Os produtos resultantes das reações foram separados em gel desnaturante de poliacrilamida 6% ou em géis de agarose 1000 a 3%, de acordo com a diferença alélica apresentada. O peso molecular dos locos polimórficos foi determinado por comparação com um padrão de peso molecular de 50 pb.
As estimativas de heterozigosidade observada (Ho), heterozigosidade esperada (He) e coeficiente de endogamia foram obtidas com o auxílio do programa PowerMarker (LIU & MUSE, 2005).
RESULTADOS:
Sete iniciadores foram monomórficos (CP17, CP31, CP34, CP36, CP44, CP57 e CP64). Para o restante dos locos foi observado polimorfismo. A heterozigosidade observada dos locos variou de 0,0 até 0,29 e a heterozigosidade esperada de 0,00 a 0,90.
A análise da heterozigosidade em nível de cada planta pode ser evidenciada pelo coeficiente de endogamia que (f) variou de 0,634 a 1. As linhagens L36, L40, L42, L44, L45, L54, L58, L68, L73, L86 e L87, apresentaram coeficiente de endogamia igual a 1,00. Outras 18 linhagens apresentaram coeficientes de endogamia variando de 0,953 a 0,961. A linhagem L62 foi a mais heterozigótica, com f = 0,634.
As 11 linhagens com f = 1,00 estão prontamente disponíveis para a produção de novos híbridos de mamão, enquanto as 18 linhagens com f variando de 0,953 a 0,961 serão levadas a campo para observação da presença de segregação fenotípica na progênie. Não havendo segregação, estas também farão parte do banco de linhagens, com uso futuro na obtenção de cruzamentos em esquema de dialelos.
CONCLUSÃO:
Foram identificadas novas linhagens com alto nível de endogamia e ampla diversidade genética entre as linhagens de mamoeiro, mediante uso de seleção assistida por marcadores microssatélites.
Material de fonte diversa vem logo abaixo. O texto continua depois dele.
// ABOUTME: Per-link table of requests awaiting a response, keyed by sequence number
// ABOUTME: Every entry is resolved exactly once: by its response, its timeout, or link teardown

use crate::client::error::{SmppError, SmppResult};
use crate::codec::Frame;
use std::collections::HashMap;
use std::sync::atomic::{AtomicU64, Ordering};
use std::sync::{Arc, Mutex, PoisonError};
use std::time::Duration;
use tokio::sync::{OwnedSemaphorePermit, Semaphore, oneshot};

type Responder = oneshot::Sender<SmppResult<Frame>>;

#[derive(Debug)]
struct Entry {
    // Distinguishes a reused sequence number from the entry a waiter registered.
    ticket: u64,
    responder: Responder,
}

#[derive(Debug, Default)]
struct Table {
    entries: HashMap<u32, Entry>,
    closed: bool,
}

/// Requests in flight on one carrier link.
///
/// Submitters insert, the reader task completes, teardown fails whatever is
/// left. In-flight entries are capped by a semaphore.
#[derive(Debug)]
pub struct PendingRequests {
    table: Mutex<Table>,
    slots: Arc<Semaphore>,
    tickets: AtomicU64,
}

impl PendingRequests {
    pub fn new(max_in_flight: usize) -> Arc<Self> {
        Arc::new(Self {
            table: Mutex::new(Table::default()),
            slots: Arc::new(Semaphore::new(max_in_flight.max(1))),
            tickets: AtomicU64::new(0),
        })
    }

    fn table(&self) -> std::sync::MutexGuard<'_, Table> {
        self.table.lock().unwrap_or_else(PoisonError::into_inner)
    }

    /// Waits for an in-flight slot. Fails once the link is torn down.
    pub async fn reserve(&self) -> SmppResult<OwnedSemaphorePermit> {
        Arc::clone(&self.slots)
            .acquire_owned()
            .await
            .map_err(|_| SmppError::ConnectionClosed)
    }

    pub fn contains(&self, sequence_number: u32) -> bool {
        self.table().entries.contains_key(&sequence_number)
    }

    pub fn len(&self) -> usize {
        self.table().entries.len()
    }

    pub fn is_empty(&self) -> bool {
        self.len() == 0
    }

    /// Registers a waiter for `sequence_number`.
    pub fn register(
        self: &Arc<Self>,
        sequence_number: u32,
        permit: OwnedSemaphorePermit,
    ) -> SmppResult<PendingResponse> {
        let (tx, rx) = oneshot::channel();
        let ticket = self.tickets.fetch_add(1, Ordering::Relaxed);

        let mut table = self.table();
        if table.closed {
            return Err(SmppError::ConnectionClosed);
        }
        table.entries.insert(
            sequence_number,
            Entry {
                ticket,
                responder: tx,
            },
        );

        Ok(PendingResponse {
            sequence_number,
            ticket,
            rx,
            table: Arc::clone(self),
            _permit: permit,
        })
    }

    /// Hands `frame` to its waiter. Returns false when nobody is waiting,
    /// e.g. the waiter already timed out.
    pub fn complete(&self, frame: Frame) -> bool {
        let entry = self.table().entries.remove(&frame.sequence_number());
        match entry {
            // The waiter may have been cancelled between remove and send
            Some(entry) => entry.responder.send(Ok(frame)).is_ok(),
            None => false,
        }
    }

    /// Fails every waiter with `ConnectionClosed` and refuses new entries.
    /// Safe to call more than once. Returns how many waiters were failed.
    pub fn fail_all(&self) -> usize {
        let drained: Vec<Entry> = {
            let mut table = self.table();
            table.closed = true;
            table.entries.drain().map(|(_, entry)| entry).collect()
        };
        self.slots.close();

        let count = drained.len();
        for entry in drained {
            let _ = entry.responder.send(Err(SmppError::ConnectionClosed));
        }
        count
    }

    fn forget(&self, sequence_number: u32, ticket: u64) {
        let mut table = self.table();
        if table
            .entries
            .get(&sequence_number)
            .is_some_and(|entry| entry.ticket == ticket)
        {
            table.entries.remove(&sequence_number);
        }
    }
}

/// Handle to one pending request.
///
/// Dropping it, whether after a response, on timeout or because the caller
/// was cancelled, removes its table entry and frees its in-flight slot.
#[derive(Debug)]
pub struct PendingResponse {
    sequence_number: u32,
    ticket: u64,
    rx: oneshot::Receiver<SmppResult<Frame>>,
    table: Arc<PendingRequests>,
    _permit: OwnedSemaphorePermit,
}

impl PendingResponse {
    pub fn sequence_number(&self) -> u32 {
        self.sequence_number
    }

    /// Waits up to `deadline` for the response.
    pub async fn wait(mut self, deadline: Duration) -> SmppResult<Frame> {
        match tokio::time::timeout(deadline, &mut self.rx).await {
            Ok(Ok(result)) => result,
            Ok(Err(_)) => Err(SmppError::ConnectionClosed),
            Err(_) => Err(SmppError::Timeout),
        }
    }
}

impl Drop for PendingResponse {
    fn drop(&mut self) {
        self.table.forget(self.sequence_number, self.ticket);
    }
}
Os programas de melhoramento genético da cultura podem, assim, reduzir significativamente o tempo para obtenção de novas linhagens e híbridos com o uso desta técnica.
Instituição de Fomento: CNPq e Embrapa Mandioca e Fruticultura Tropical
Palavras-chave: SSR, Carica papaya L., marcadores moleculares.